Studio album by Sonny Rollins
- Released: 2000
- Recorded: May 8–9 & July 29, 2000
- Studio: Clinton Recording Studio, New York City
- Genre: Jazz, hard bop, straight-ahead jazz
- Length: 48:19
- Label: Milestone
- Producer: Sonny Rollins, Lucille Rollins

Sonny Rollins chronology
| Global Warming (1998) | This Is What I Do (2000) | Without a Song: The 9/11 Concert (2002) |

= This Is What I Do (Sonny Rollins album) =

2000 studio album by Sonny Rollins

This Is What I Do is a studio album by jazz saxophonist Sonny Rollins, released in 2000 on Milestone Records.

== Background ==
This album features Rollins performing with the likes of Clifton Anderson, Stephen Scott, Bob Cranshaw, Jack DeJohnette and Perry Wilson.

==Critical reception==

Thor Christensen of The Dallas Morning News, in a B+ review commented: "But while What I Do blazes no new trails, it's still a challenging work full of the mind-bending solos and striking melodies that have always marked Mr.
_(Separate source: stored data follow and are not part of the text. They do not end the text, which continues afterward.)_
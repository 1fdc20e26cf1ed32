// src/retry.rs

use crate::error::{InvoiceError, Result};
use crate::image::ImageContent;
use crate::llm_extract::{ExtractionResult, LlmClient, parse_envelope};
use async_trait::async_trait;
use serde_json::Value;
use tracing::{info, warn};

/// Anything that can turn a prompt and an image into a raw JSON reply.
#[async_trait]
pub trait Extractor {
    async fn extract(&self, prompt: &str, image: &ImageContent) -> Result<Value>;
}

#[async_trait]
impl Extractor for LlmClient {
    async fn extract(&self, prompt: &str, image: &ImageContent) -> Result<Value> {
        LlmClient::extract(self, prompt, image, self.model()).await
    }
}

/// Run one extraction and parse it, with no retry. Empty replies are errors.
pub async fn extract_once<E>(extractor: &E, prompt: &str, image: &ImageContent) -> Result<ExtractionResult>
where
    E: Extractor + Sync + ?Sized,
{
    let reply = extractor.extract(prompt, image).await?;
    let result = parse_envelope(&reply)?;
    if result.is_empty() {
        return Err(InvoiceError::EmptyExtraction { attempts: 1 });
    }
    Ok(result)
}

/// Call `extractor` until it yields a non-empty, well-formed record or
/// `max_attempts` calls have been made.
///
/// Transport errors, malformed replies and all-null replies are all retried
/// the same way. The error returned on exhaustion names the attempt count.
pub async fn extract_with_retry<E>(
    extractor: &E,
    prompt: &str,
    image: &ImageContent,
    max_attempts: u32,
) -> Result<ExtractionResult>
where
    E: Extractor + Sync + ?Sized,
{
    let max_attempts = max_attempts.max(1);
    let mut last_error = None;

    for attempt in 1..=max_attempts {
        let outcome = match extractor.extract(prompt, image).await {
            Ok(reply) => parse_envelope(&reply),
            Err(e) => Err(e),
        };

        match outcome {
            Ok(result) if result.is_empty() => {
                if attempt < max_attempts {
                    warn!(attempt, max_attempts, "No data extracted, retrying");
                } else {
                    warn!(attempt, max_attempts, "All attempts failed to extract data");
                }
                last_error = None;
            }
            Ok(result) => {
                let (filled, total) = result.data.coverage();
                info!(attempt, filled, total, "Extraction succeeded");
                return Ok(result);
            }
            Err(e) => {
                if attempt < max_attempts {
                    warn!(attempt, max_attempts, error = %e, "Attempt failed, retrying");
                } else {
                    warn!(attempt, max_attempts, error = %e, "Final attempt failed");
                }
                last_error = Some(e);
            }
        }
    }

    Err(match last_error {
        Some(source) => InvoiceError::RetriesExhausted {
            attempts: max_attempts,
            source: Box::new(source),
        },
        None => InvoiceError::EmptyExtraction {
            attempts: max_attempts,
        },
    })
}

#[cfg(test)]
pub(crate) mod tests {
    use super::*;
    use serde_json::json;
    use std::collections::VecDeque;
    use std::sync::Mutex;
    use std::sync::atomic::{AtomicU32, Ordering};

    /// Replays a fixed script of replies and counts calls.
    pub(crate) struct ScriptedExtractor {
        replies: Mutex<VecDeque<Result<Value>>>,
        pub calls: AtomicU32,
    }

    impl ScriptedExtractor {
        pub(crate) fn new(replies: Vec<Result<Value>>) -> Self {
            Self {
                replies: Mutex::new(replies.into()),
                calls: AtomicU32::new(0),
            }
        }

        pub(crate) fn calls(&self) -> u32 {
            self.calls.load(Ordering::SeqCst)
        }
    }

    #[async_trait]
    impl Extractor for ScriptedExtractor {
        async fn extract(&self, _prompt: &str, _image: &ImageContent) -> Result<Value> {
            self.calls.fetch_add(1, Ordering::SeqCst);
            self.replies
                .lock()
                .unwrap()
                .pop_front()
                .unwrap_or_else(|| Err(InvoiceError::Transport("script exhausted".into())))
        }
    }

    pub(crate) fn empty_reply() -> Result<Value> {
        Ok(json!({"data": {"invoice_number": null, "total_amount": null}, "confidence_scores": {}}))
    }

    pub(crate) fn invoice_reply(number: &str, total: f64) -> Result<Value> {
        Ok(json!({
            "data": {"invoice_number": number, "vendor_name": "Acme Store", "total_amount": total},
            "confidence_scores": {"invoice_number": 0.9}
        }))
    }

    fn image() -> ImageContent {
        ImageContent::Url("https://example.com/a.png".into())
    }

    #[tokio::test]
    async fn test_succeeds_on_last_attempt_after_empty_replies() {
        let extractor = ScriptedExtractor::new(vec![
            empty_reply(),
            empty_reply(),
            invoice_reply("INV-7", 50.0),
        ]);
        let result = extract_with_retry(&extractor, "p", &image(), 3).await.unwrap();
        assert_eq!(result.data.invoice_number.as_deref(), Some("INV-7"));
        assert_eq!(extractor.calls(), 3);
    }

    #[tokio::test]
    async fn test_stops_at_first_success() {
        let extractor = ScriptedExtractor::new(vec![invoice_reply("A", 1.0), invoice_reply("B", 2.0)]);
        let result = extract_with_retry(&extractor, "p", &image(), 2).await.unwrap();
        assert_eq!(result.data.invoice_number.as_deref(), Some("A"));
        assert_eq!(extractor.calls(), 1);
    }

    #[tokio::test]
    async fn test_all_empty_exhausts_budget() {
        let extractor = ScriptedExtractor::new(vec![empty_reply(), empty_reply(), empty_reply()]);
        let err = extract_with_retry(&extractor, "p", &image(), 2).await.unwrap_err();
        assert!(matches!(err, InvoiceError::EmptyExtraction { attempts: 2 }));
        assert_eq!(err.to_string(), "extraction produced no data after 2 attempts");
        assert_eq!(extractor.calls(), 2);
    }

    #[tokio::test]
    async fn test_transport_error_is_retried() {
        let extractor = ScriptedExtractor::new(vec![
            Err(InvoiceError::Transport("connection reset".into())),
            invoice_reply("INV-2", 10.0),
        ]);
        let result = extract_with_retry(&extractor, "p", &image(), 2).await.unwrap();
        assert_eq!(result.data.total_amount, Some(10.0));
        assert_eq!(extractor.calls(), 2);
    }

    #[tokio::test]
    async fn test_exhausted_errors_are_wrapped_with_attempt_count() {
        let extractor = ScriptedExtractor::new(vec![
            Err(InvoiceError::Transport("timeout".into())),
            Ok(json!({"data": "not an object"})),
        ]);
        let err = extract_with_retry(&extractor, "p", &image(), 2).await.unwrap_err();
        match err {
            InvoiceError::RetriesExhausted { attempts, source } => {
                assert_eq!(attempts, 2);
                assert!(matches!(*source, InvoiceError::MalformedResponse(_)));
            }
            other => panic!("unexpected error: {other}"),
        }
        assert_eq!(extractor.calls(), 2);
    }

    #[tokio::test]
    async fn test_empty_data_object_counts_as_empty() {
        let extractor = ScriptedExtractor::new(vec![Ok(json!({"data": {}}))]);
        let err = extract_with_retry(&extractor, "p", &image(), 1).await.unwrap_err();
        assert!(matches!(err, InvoiceError::EmptyExtraction { attempts: 1 }));
    }

    #[tokio::test]
    async fn test_extract_once_does_not_retry() {
        let extractor = ScriptedExtractor::new(vec![empty_reply(), invoice_reply("X", 1.0)]);
        let err = extract_once(&extractor, "p", &image()).await.unwrap_err();
        assert!(matches!(err, InvoiceError::EmptyExtraction { attempts: 1 }));
        assert_eq!(extractor.calls(), 1);
    }
}
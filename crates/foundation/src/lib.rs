pub mod lnglat;
pub mod zoom;

// Foundation crate: small, well-tested primitives only.
pub use lnglat::*;
pub use zoom::*;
Rollins' best work."
Alex Henderson of AllMusic, in a 4/5-star review declared: "This Is What I Do falls short of essential, but it offers some nice surprises and is a rewarding addition to Rollins' huge catalog." Clive Davis of The Times, in a 4/5 star review proclaimed, "After a string of so-so releases, the good news is that his latest contains some of his earthiest playing in years. We all know that he can hurtle through the chord changes faster than a speeding bullet, but it is good to be reminded of just how soulful a musician he can be. There are times when he sounds as raw and bluesy as the recently departed Stanley Turrentine.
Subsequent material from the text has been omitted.